I hate being around faux people. I don’t understand the point of it.

Its been a heavy weekend, putting in 12 hour shifts at the shop and then getting in to a car to help and old friend out with cooking for staff at a festival.

When I was 14 I got a job washing dishes in a pub, two years later I was cooking. While everyone else my age was pretending to be 18 on their siblings ID at Reading Festival, I was working split shifts churning out high quality pub food. I still look back on that summer very fondly. I loved cooking and I loved being in the kitchen. Being surrounded by hard working people dedicated to their craft, I’ve never been in a situation like it. No matter how hard I work, my superiors where working harder.

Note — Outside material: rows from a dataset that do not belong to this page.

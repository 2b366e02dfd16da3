use std::path::PathBuf;

use clap::{Args, Parser, Subcommand};

use super::commands::{
    filter::FilterArgs, multi_filter::MultiFilterArgs, schema::SchemaArgs,
    visualize::VisualizeArgs,
};

#[derive(Debug, Parser)]
#[command(
    name = "moviedash",
    version,
    about = "Read-only analytics dashboard over a movie ratings database"
)]
pub struct Cli {
    #[command(flatten)]
    pub runtime: RuntimeArgs,

    #[command(subcommand)]
    pub command: Command,
}

#[derive(Debug, Clone, Args)]
pub struct RuntimeArgs {
    #[arg(long, global = true, value_name = "PATH")]
    pub home_dir: Option<PathBuf>,

    #[arg(long, global = true, value_name = "PATH")]
    pub cwd: Option<PathBuf>,

    /// SQLite file holding the `Movies` table (default: ./IMDB.db)
    #[arg(long, global = true, value_name = "PATH")]
    pub db: Option<PathBuf>,

    /// Print the page as a JSON envelope instead of text
    #[arg(long, global = true, default_value_t = false)]
    pub json: bool,
}

/// Navigation choice: one subcommand per dashboard page.
#[derive(Debug, Subcommand)]
pub enum Command {
    Visualize(VisualizeArgs),
    Filter(FilterArgs),
    MultiFilter(MultiFilterArgs),
    Schema(SchemaArgs),
}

A lot has changed since then, coffee shops cater to a different group of people. But I sell sub standard food, pretending to be home made and fresh, to the middle classes where image is everything. Its such a contradiction to the festival I was working at. I was working with an old colleague from the pub, a couple of times it felt like being 16 again. Everyone we where serving where people working at the festival, from the people who cleaned the toilets up to the headlining artists. The amazing thing was that there was no pretentiousness. Everyone who was there was grateful to be fed. They chatted with us, laughed at our jokes included us in conversation and thanked us for the food.

In the coffee shop I feel very much that I am there to serve. Theres a constant stream of questions and complaints. “My Coffees cold?”, “Why don’t you have coconut milk?”, “Clean my table.” Its soul destroying. Of course there are my favourite customers, one I can have a giggle with. But I am always there to serve.

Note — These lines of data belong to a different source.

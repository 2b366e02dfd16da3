use anyhow::Result;
use clap::Args;

use crate::config::RuntimePaths;
use crate::source::Database;

#[derive(Debug, Clone, Args)]
pub struct VisualizeArgs {
    /// Render only this report slot (repeatable); all ten by default
    #[arg(
        long = "only",
        value_name = "SLOT",
        value_parser = clap::value_parser!(u8).range(1..=10)
    )]
    pub slots: Vec<u8>,
}

pub fn run(args: &VisualizeArgs, runtime_paths: &RuntimePaths, json: bool) -> Result<()> {
    let database = Database::open(&runtime_paths.db_path);
    let page = crate::reports::build_visualizations_page(&database, &args.slots);
    tracing::info!(
        sections = page.sections.len(),
        warnings = page.warnings().count(),
        "visualization page built"
    );
    super::emit_page("visualize", &page, &database, json)
}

I miss cooking. I didn’t realise until I went back to it. I wouldn’t want to go back to the intense lifestyle of being a professional chef. But I hate trying to sell shit food to people, pretending to pass it off as my own when all I did was defrost it in an oven.

Skiing can be a bit like this as well. In the instructor world its all about how well you can ski. Theres constant competition. I’m probably the worst for it. I refuse to be out-skied by cocky boys. There are also punters on the slopes with all their gear, very conscious of the image they’re putting out. It’s not fun. There was a point last season where I’d fallen out with skiing so much I considered giving it up all together.

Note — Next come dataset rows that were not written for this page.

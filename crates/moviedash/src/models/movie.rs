use std::fmt::{Display, Formatter};
use std::str::FromStr;

use clap::ValueEnum;
use serde::{Deserialize, Serialize};

#[derive(
    Debug, Clone, Copy, PartialEq, Eq, Hash, PartialOrd, Ord, Serialize, Deserialize, ValueEnum,
)]
pub enum Genre {
    Action,
    Adventure,
    Animation,
    Comedy,
    Crime,
}

impl Genre {
    #[must_use]
    pub const fn as_str(self) -> &'static str {
        match self {
            Self::Action => "Action",
            Self::Adventure => "Adventure",
            Self::Animation => "Animation",
            Self::Comedy => "Comedy",
            Self::Crime => "Crime",
        }
    }
}

impl Display for Genre {
    fn fmt(&self, f: &mut Formatter<'_>) -> std::fmt::Result {
        f.write_str(self.as_str())
    }
}

/// Runtime range in hours. Bounds are inclusive on the upper edge.
#[derive(Debug, Clone, Copy, PartialEq, Eq, Hash, Serialize, Deserialize, ValueEnum)]
pub enum DurationBucket {
    #[value(name = "under-2h", alias = "<2h")]
    UnderTwoHours,
    #[value(name = "2-3h")]
    TwoToThreeHours,
    #[value(name = "over-3h", alias = ">3h")]
    OverThreeHours,
}

impl DurationBucket {
    #[must_use]
    pub const fn label(self) -> &'static str {
        match self {
            Self::UnderTwoHours => "< 2 hrs",
            Self::TwoToThreeHours => "2 - 3 hrs",
            Self::OverThreeHours => "> 3 hrs",
        }
    }

    #[must_use]
    pub const fn predicate(self) -> &'static str {
        match self {
            Self::UnderTwoHours => "Duration <= 2.0",
            Self::TwoToThreeHours => "(Duration > 2.0 AND Duration <= 3.0)",
            Self::OverThreeHours => "Duration > 3.0",
        }
    }
}

#[derive(Debug, Clone, Copy, PartialEq, Eq, Hash, Serialize, Deserialize, ValueEnum)]
pub enum VotesBucket {
    #[value(name = "upto-1000", alias = "<=1000")]
    UpToOneThousand,
    #[value(name = "1001-10000")]
    OneThousandToTenThousand,
    #[value(name = "over-10000", alias = ">10000")]
    OverTenThousand,
}

impl VotesBucket {
    #[must_use]
    pub const fn label(self) -> &'static str {
        match self {
            Self::UpToOneThousand => "<= 1000",
            Self::OneThousandToTenThousand => "1001 to 10,000",
            Self::OverTenThousand => "> 10,000",
        }
    }

    #[must_use]
    pub const fn predicate(self) -> &'static str {
        match self {
            Self::UpToOneThousand => "Votes <= 1000",
            Self::OneThousandToTenThousand => "(Votes > 1000 AND Votes <= 10000)",
            Self::OverTenThousand => "Votes > 10000",
        }
    }
}

/// Minimum rating on the 0.0..=10.0 slider, stored in tenths so the 0.1 step
/// is exact.
#[derive(Debug, Clone, Copy, PartialEq, Eq, Hash, PartialOrd, Ord)]
pub struct RatingThreshold {
    tenths: u8,
}

impl RatingThreshold {
    pub const MAX_TENTHS: u8 = 100;

    pub fn from_tenths(tenths: u8) -> Result<Self, String> {
        if tenths > Self::MAX_TENTHS {
            return Err(format!(
                "rating must be between 0.0 and 10.0, got {}.{}",
                tenths / 10,
                tenths % 10
            ));
        }
        Ok(Self { tenths })
    }

    #[must_use]
    pub const fn tenths(self) -> u8 {
        self.tenths
    }

    #[must_use]
    pub fn value(self) -> f64 {
        f64::from(self.tenths) / 10.0
    }
}

impl Default for RatingThreshold {
    fn default() -> Self {
        Self { tenths: 50 }
    }
}

impl Display for RatingThreshold {
    fn fmt(&self, f: &mut Formatter<'_>) -> std::fmt::Result {
        write!(f, "{}.{}", self.tenths / 10, self.tenths % 10)
    }
}

impl FromStr for RatingThreshold {
    type Err = String;

    fn from_str(raw: &str) -> Result<Self, Self::Err> {
        let value = raw
            .trim()
            .parse::<f64>()
            .map_err(|_| format!("rating must be a number, got `{raw}`"))?;
        if !value.is_finite() || !(0.0..=10.0).contains(&value) {
            return Err(format!("rating must be between 0.0 and 10.0, got {raw}"));
        }

        let scaled = value * 10.0;
        let tenths = scaled.round();
        if (scaled - tenths).abs() > 1e-6 {
            return Err(format!("rating must move in steps of 0.1, got {raw}"));
        }

        Self::from_tenths(tenths as u8)
    }
}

I started skiing with snowboarders and park skiers. It was fun to be a bit of a jerry. I can just about land a 180 and even then its not pretty. But everyone in the park is just happy to have you there. You can watch someone nail a gnarly 540 cork, but he’ll get psyched over you not killing yourself on a dodgy box slide. Kids are the same, they just want to have fun. They don’t care about you being too far forward in your boots or wether you’re turning with the upper body, they want to know if they can ski through the trees and sing them stupid songs on the chair lift.

It really is true, that the best skier is the skier having fun.